Stiamo parlando di chi con l’alibi di parole come “decrescita”, “nonviolenza”, “democrazia partecipativa”,e cc., lucra vendendo libri e sogni basati sull’annacquamento, l’autofrustrazione, l’appiattimento degli orizzonti a livelli bassi e congeniali a chi vuole che tutto rimanga così com’è, stiamo parlando di bacini di voti per populisti pseudofascisti (si veda l’affermazione sui rom: è solo una punta di un iceberg anche questa?) come Beppe Grillo (grande amico di Di Pietro, sì tav e sì ponte, lui, Beppe Grillo, in prima linea mediatica contro ponte e TAV!), stiamo parlando di spettacolarizzazione e mercificazione del territorio non alternativa ma speculare a Eurochocolate, o alternativa nel senso di “un pò io e un pò tu”, stiamo parlando di controllo sociale: di ambito pseudo parrocchiale di tipo becero e pseudocomunista: mafia, anzi, massoneria (comunista, come dice un tipo di Perugia per dire chi comanda in Umbria) e parrini, cioè predicatori senza tunica nè parrocchie definite nè diocesi riconosciute, e anche per questo fuori controllo, fuori da ogni...immaginabile vulnerabilità. E, al tempo stesso, nati morti..

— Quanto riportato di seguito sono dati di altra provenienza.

//! MementoStore: TimeMaps and the mementos they hold.
//!
//! Each TimeMap sits behind its own lock. Creating a memento takes that lock
//! for writing, so the duplicate-datetime check and the insert happen as one
//! step per original while distinct originals never contend. The journal
//! append happens under the same lock and before the in-memory insert, with
//! the TimeMap registry read-locked throughout so a concurrent TimeMap
//! deletion is ordered wholly before or after the new memento.

use std::collections::{BTreeMap, HashMap};
use std::sync::atomic::{AtomicU64, Ordering};
use std::sync::{Arc, RwLock};

use tracing::{debug, info, warn};

use crate::datetime::MementoDatetime;
use crate::error::{Result, VersioningError};
use crate::model::{timemap_id, Body, Memento};
use crate::storage::{Journal, JournalEntry, StoredBody};

#[derive(Debug, Default)]
struct TimeMap {
    by_datetime: BTreeMap<MementoDatetime, Arc<Memento>>,
    by_token: HashMap<u64, MementoDatetime>,
}

impl TimeMap {
    fn insert(&mut self, memento: Arc<Memento>) {
        self.by_token.insert(memento.token(), memento.datetime());
        self.by_datetime.insert(memento.datetime(), memento);
    }

    fn get(&self, token: u64) -> Option<&Arc<Memento>> {
        self.by_token.get(&token).and_then(|dt| self.by_datetime.get(dt))
    }
}

pub struct MementoStore {
    timemaps: RwLock<HashMap<String, Arc<RwLock<TimeMap>>>>,
    next_token: AtomicU64,
    journal: Arc<Journal>,
}

impl MementoStore {
    pub fn new(journal: Arc<Journal>) -> Self {
        Self { timemaps: RwLock::new(HashMap::new()), next_token: AtomicU64::new(1), journal }
    }

    fn timemap(&self, original: &str) -> Result<Arc<RwLock<TimeMap>>> {
        let timemaps = self.timemaps.read()?;
        timemaps.get(original).cloned().ok_or_else(|| VersioningError::NotFound(timemap_id(original)))
    }

    pub fn is_versioned(&self, original: &str) -> Result<bool> {
        Ok(self.timemaps.read()?.contains_key(original))
    }

    /// Creates an empty TimeMap. Returns `false` when one already exists.
    pub fn create_timemap(&self, original: &str) -> Result<bool> {
        let mut timemaps = self.timemaps.write()?;
        if timemaps.contains_key(original) {
            return Ok(false);
        }
        self.journal.append(&JournalEntry::CreateTimeMap { original: original.to_string() })?;
        timemaps.insert(original.to_string(), Arc::default());
        info!("Versioning enabled for /{}", original);
        Ok(true)
    }

    /// Creates a memento of `original`.
    ///
    /// With a `datetime`, the memento holds `body`. Without one it is stamped
    /// with the current instant and holds whatever `current` returns, which
    /// is the original's state at this moment; `body` is ignored.
    pub fn create_memento(
        &self,
        original: &str,
        datetime: Option<MementoDatetime>,
        body: Option<Body>,
        current: impl FnOnce() -> Result<Body>,
    ) -> Result<Arc<Memento>> {
        self.timemap(original)?;

        let (datetime, body) = match datetime {
            Some(dt) => match body {
                None => return Err(VersioningError::EmptyBody),
                Some(Body::Rdf(graph)) if graph.is_empty() => return Err(VersioningError::EmptyBody),
                Some(body) => (dt, body),
            },
            None => (MementoDatetime::now(), current()?),
        };
        let stored = StoredBody::from_body(&body)?;

        // The registry stays read-locked until the insert so delete_timemap
        // cannot slip between the lookup and the commit.
        let timemaps = self.timemaps.read()?;
        let timemap = timemaps.get(original).ok_or_else(|| VersioningError::NotFound(timemap_id(original)))?;
        let mut timemap = timemap.write()?;
        if timemap.by_datetime.contains_key(&datetime) {
            debug!("Duplicate memento datetime {} for /{}", datetime, original);
            return Err(VersioningError::DuplicateDatetime(datetime.to_string()));
        }

        let token = self.next_token.fetch_add(1, Ordering::SeqCst);
        self.journal.append(&JournalEntry::CreateMemento {
            original: original.to_string(),
            token,
            datetime: datetime.timestamp(),
            body: stored,
        })?;

        let memento = Arc::new(Memento::new(original.to_string(), token, datetime, body));
        timemap.insert(memento.clone());
        info!("Created memento /{} at {}", memento.id(), datetime);
        Ok(memento)
    }

    /// Mementos of `original`, oldest first.
    pub fn list_mementos(&self, original: &str) -> Result<Vec<Arc<Memento>>> {
        let timemap = self.timemap(original)?;
        let timemap = timemap.read()?;
        Ok(timemap.by_datetime.values().cloned().collect())
    }

    pub fn get_memento(&self, original: &str, token: u64) -> Result<Arc<Memento>> {
        let timemap = self.timemap(original)?;
        let timemap = timemap.read()?;
        timemap
            .get(token)
            .cloned()
            .ok_or_else(|| VersioningError::NotFound(format!("{}/{}", timemap_id(original), token)))
    }

    /// TimeGate selection: the latest memento not after `instant`, or the
    /// earliest one when they all are. `None` for an empty TimeMap.
    pub fn memento_at(&self, original: &str, instant: MementoDatetime) -> Result<Option<Arc<Memento>>> {
        let timemap = self.timemap(original)?;
        let timemap = timemap.read()?;
        let found = timemap
            .by_datetime
            .range(..=instant)
            .next_back()
            .or_else(|| timemap.by_datetime.iter().next())
            .map(|(_, m)| m.clone());
        Ok(found)
    }

    /// Removes the TimeMap and every memento in it; versioning is off afterwards.
    pub fn delete_timemap(&self, original: &str) -> Result<()> {
        let mut timemaps = self.timemaps.write()?;
        if !timemaps.contains_key(original) {
            return Err(VersioningError::NotFound(timemap_id(original)));
        }
        self.journal.append(&JournalEntry::DeleteTimeMap { original: original.to_string() })?;
        timemaps.remove(original);
        info!("Deleted TimeMap of /{}", original);
        Ok(())
    }

    pub fn delete_memento(&self, original: &str, token: u64) -> Result<()> {
        let timemap = self.timemap(original)?;
        let mut timemap = timemap.write()?;
        let datetime = *timemap
            .by_token
            .get(&token)
            .ok_or_else(|| VersioningError::NotFound(format!("{}/{}", timemap_id(original), token)))?;

        self.journal.append(&JournalEntry::DeleteMemento { original: original.to_string(), token })?;
        timemap.by_token.remove(&token);
        timemap.by_datetime.remove(&datetime);
        info!("Deleted memento /{}/{}", timemap_id(original), token);
        Ok(())
    }

    /// Applies a journaled TimeMap or memento entry without re-journaling it.
    pub(crate) fn replay(&self, entry: JournalEntry) -> Result<()> {
        match entry {
            JournalEntry::CreateTimeMap { original } => {
                self.timemaps.write()?.entry(original).or_default();
            }
            JournalEntry::DeleteTimeMap { original } => {
                self.timemaps.write()?.remove(&original);
            }
            JournalEntry::CreateMemento { original, token, datetime, body } => {
                self.next_token.fetch_max(token + 1, Ordering::SeqCst);
                let datetime = MementoDatetime::from_timestamp(datetime)
                    .ok_or_else(|| VersioningError::BadRequest(format!("journal datetime {} out of range", datetime)))?;
                match self.timemap(&original) {
                    Ok(timemap) => {
                        let memento = Memento::new(original.clone(), token, datetime, body.into_body()?);
                        timemap.write()?.insert(Arc::new(memento));
                    }
                    Err(_) => warn!("Journal memento {} of /{} has no TimeMap; skipping", token, original),
                }
            }
            JournalEntry::DeleteMemento { original, token } => {
                if let Ok(timemap) = self.timemap(&original) {
                    let mut timemap = timemap.write()?;
                    if let Some(datetime) = timemap.by_token.remove(&token) {
                        timemap.by_datetime.remove(&datetime);
                    }
                }
            }
            JournalEntry::PutResource { .. } | JournalEntry::DeleteResource { .. } => {}
        }
        Ok(())
    }
}

#[cfg(test)]
mod tests {
    use super::*;
    use crate::rdf::{Graph, Term, Triple};

    fn label(value: &str) -> Body {
        let mut graph = Graph::new();
        graph.insert(Triple::new(Term::iri("http://localhost/c"), "info:test#label", Term::literal(value)));
        Body::Rdf(graph)
    }

    fn store() -> MementoStore {
        let store = MementoStore::new(Arc::new(Journal::memory()));
        store.create_timemap("c").unwrap();
        store
    }

    fn dt(s: &str) -> MementoDatetime {
        MementoDatetime::parse(s).unwrap()
    }

    #[test]
    fn rejects_duplicate_datetimes() {
        let store = store();
        let at = dt("Sat, 1 Jan 2000 00:00:00 GMT");
        store.create_memento("c", Some(at), Some(label("bar")), || Ok(label("foo"))).unwrap();
        let err = store.create_memento("c", Some(at), Some(label("far")), || Ok(label("foo"))).unwrap_err();
        assert!(matches!(err, VersioningError::DuplicateDatetime(_)));

        let mementos = store.list_mementos("c").unwrap();
        assert_eq!(mementos.len(), 1);
        assert_eq!(mementos[0].body(), &label("bar"));
    }

    #[test]
    fn without_datetime_captures_current_state() {
        let store = store();
        let m = store.create_memento("c", None, Some(label("bar")), || Ok(label("foo"))).unwrap();
        assert_eq!(m.body(), &label("foo"));
        assert_eq!(m.id(), format!("c/fcr:versions/{}", m.token()));
    }

    #[test]
    fn datetime_requires_a_body() {
        let store = store();
        let at = Some(dt("Sat, 1 Jan 2000 00:00:00 GMT"));
        assert!(matches!(store.create_memento("c", at, None, || Ok(label("foo"))), Err(VersioningError::EmptyBody)));
        assert!(matches!(
            store.create_memento("c", at, Some(Body::Rdf(Graph::new())), || Ok(label("foo"))),
            Err(VersioningError::EmptyBody)
        ));
        let empty_binary = Body::Binary { content: Vec::new(), media_type: "text/plain".into() };
        assert!(store.create_memento("c", at, Some(empty_binary), || Ok(label("foo"))).is_ok());
    }

    #[test]
    fn lists_in_datetime_order_and_selects_timegate() {
        let store = store();
        let later = dt("Tue, 3 Jun 2008 11:05:30 GMT");
        let earlier = dt("Sat, 1 Jan 2000 00:00:00 GMT");
        store.create_memento("c", Some(later), Some(label("b")), || Ok(label("x"))).unwrap();
        store.create_memento("c", Some(earlier), Some(label("a")), || Ok(label("x"))).unwrap();

        let datetimes: Vec<_> = store.list_mementos("c").unwrap().iter().map(|m| m.datetime()).collect();
        assert_eq!(datetimes, vec![earlier, later]);

        let pick = |s| store.memento_at("c", dt(s)).unwrap().unwrap().datetime();
        assert_eq!(pick("Sun, 1 Jan 2005 00:00:00 GMT"), earlier);
        assert_eq!(pick("Wed, 1 Jan 2020 00:00:00 GMT"), later);
        assert_eq!(pick("Thu, 1 Jan 1970 00:00:00 GMT"), earlier);
    }

    #[test]
    fn deleting_timemap_cascades() {
        let store = store();
        let m = store.create_memento("c", None, None, || Ok(label("foo"))).unwrap();
        store.delete_timemap("c").unwrap();

        assert!(!store.is_versioned("c").unwrap());
        assert!(matches!(store.list_mementos("c"), Err(VersioningError::NotFound(_))));
        assert!(matches!(store.get_memento("c", m.token()), Err(VersioningError::NotFound(_))));
    }

    #[test]
    fn deleting_one_memento_keeps_peers() {
        let store = store();
        let a = store.create_memento("c", Some(dt("1 Jan 2000 00:00 GMT")), Some(label("a")), || Ok(label("x"))).unwrap();
        let b = store.create_memento("c", Some(dt("1 Jan 2001 00:00 GMT")), Some(label("b")), || Ok(label("x"))).unwrap();
        store.delete_memento("c", a.token()).unwrap();

        assert!(store.get_memento("c", a.token()).is_err());
        assert_eq!(store.get_memento("c", b.token()).unwrap().body(), &label("b"));
        // The freed datetime may be reused.
        store.create_memento("c", Some(dt("1 Jan 2000 00:00 GMT")), Some(label("a2")), || Ok(label("x"))).unwrap();
    }

    #[test]
    fn tokens_are_not_reused_after_replay() {
        let store = MementoStore::new(Arc::new(Journal::memory()));
        store.replay(JournalEntry::CreateTimeMap { original: "c".into() }).unwrap();
        store
            .replay(JournalEntry::CreateMemento {
                original: "c".into(),
                token: 7,
                datetime: 946684800,
                body: StoredBody::Rdf("<http://localhost/c> <info:test#label> \"bar\" .".into()),
            })
            .unwrap();

        let m = store.create_memento("c", None, None, || Ok(label("foo"))).unwrap();
        assert_eq!(m.token(), 8);
        assert_eq!(store.get_memento("c", 7).unwrap().body(), &label("bar"));
    }

    #[test]
    fn timemap_dropped_while_capturing_refuses_the_memento() {
        let store = store();
        let result = store.create_memento("c", None, None, || {
            store.delete_timemap("c")?;
            Ok(label("foo"))
        });
        assert!(matches!(result, Err(VersioningError::NotFound(_))));
        assert!(!store.is_versioned("c").unwrap());
    }

    #[test]
    fn replay_skips_mementos_of_deleted_timemaps() {
        let store = MementoStore::new(Arc::new(Journal::memory()));
        store.replay(JournalEntry::CreateTimeMap { original: "c".into() }).unwrap();
        store.replay(JournalEntry::DeleteTimeMap { original: "c".into() }).unwrap();
        store
            .replay(JournalEntry::CreateMemento {
                original: "c".into(),
                token: 3,
                datetime: 946684800,
                body: StoredBody::Rdf("<http://localhost/c> <info:test#label> \"bar\" .".into()),
            })
            .unwrap();

        assert!(!store.is_versioned("c").unwrap());
        store.create_timemap("c").unwrap();
        let m = store.create_memento("c", None, None, || Ok(label("foo"))).unwrap();
        assert_eq!(m.token(), 4);
    }

    #[test]
    fn concurrent_mementos_at_one_datetime_admit_exactly_one() {
        let store = store();
        let at = dt("Sat, 1 Jan 2000 00:00:00 GMT");

        let results: Vec<_> = std::thread::scope(|s| {
            let handles: Vec<_> = (0..8)
                .map(|i| {
                    let store = &store;
                    s.spawn(move || store.create_memento("c", Some(at), Some(label(&format!("v{}", i))), || Ok(label("x"))))
                })
                .collect();
            handles.into_iter().map(|h| h.join().unwrap()).collect()
        });

        assert_eq!(results.iter().filter(|r| r.is_ok()).count(), 1);
        assert!(results
            .iter()
            .filter_map(|r| r.as_ref().err())
            .all(|e| matches!(e, VersioningError::DuplicateDatetime(_))));
        assert_eq!(store.list_mementos("c").unwrap().len(), 1);
    }
}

Qualcuno potrebbe dire: vabè, è una manifestazione molto grande, gli artisti accreditati l’anno prima non s li ricordano bene gli organizzatori. E no cari miei, Altrocioccolato ha sbancato tutti perchè non ha le quantità di altre manifestazioni come Ferrara o Mercantia, infatti la bionda aveva riconosciuto B. Tutto si spiega con la teoria dell’elemosina cinicocattolica (vedi Ivan Illich quando spiega che corruptio optimi pessima est): accreditato o no, amico o no, o ti sottometti alla mia elemosina o scoperchi il marcio della pentola massonicosolidale.....

Attenzione: la terza persona non è per deresponsabilizzare, chis crive è coinvolto in prima persona nei fatti che racconta, non importa dire chi è, l’importante è che vede, sente e registra.

La terza persona è dovuta anche al fatto di aver scritto di getto, a caldo tutto il testo, e quindi il lanzo, lo schifo e il sentimento vivo impedivano di dire “è successo a me, in questi luoghi, con queste persone”, è un peccato di “buonismo”, non di cinismo.

Per approfondimenti vedi: Per una storia dei bisogni, di Ivan Illich ma anche La perdita dei sensi, disponibile sicuramente in francese ma non ancora in italiano.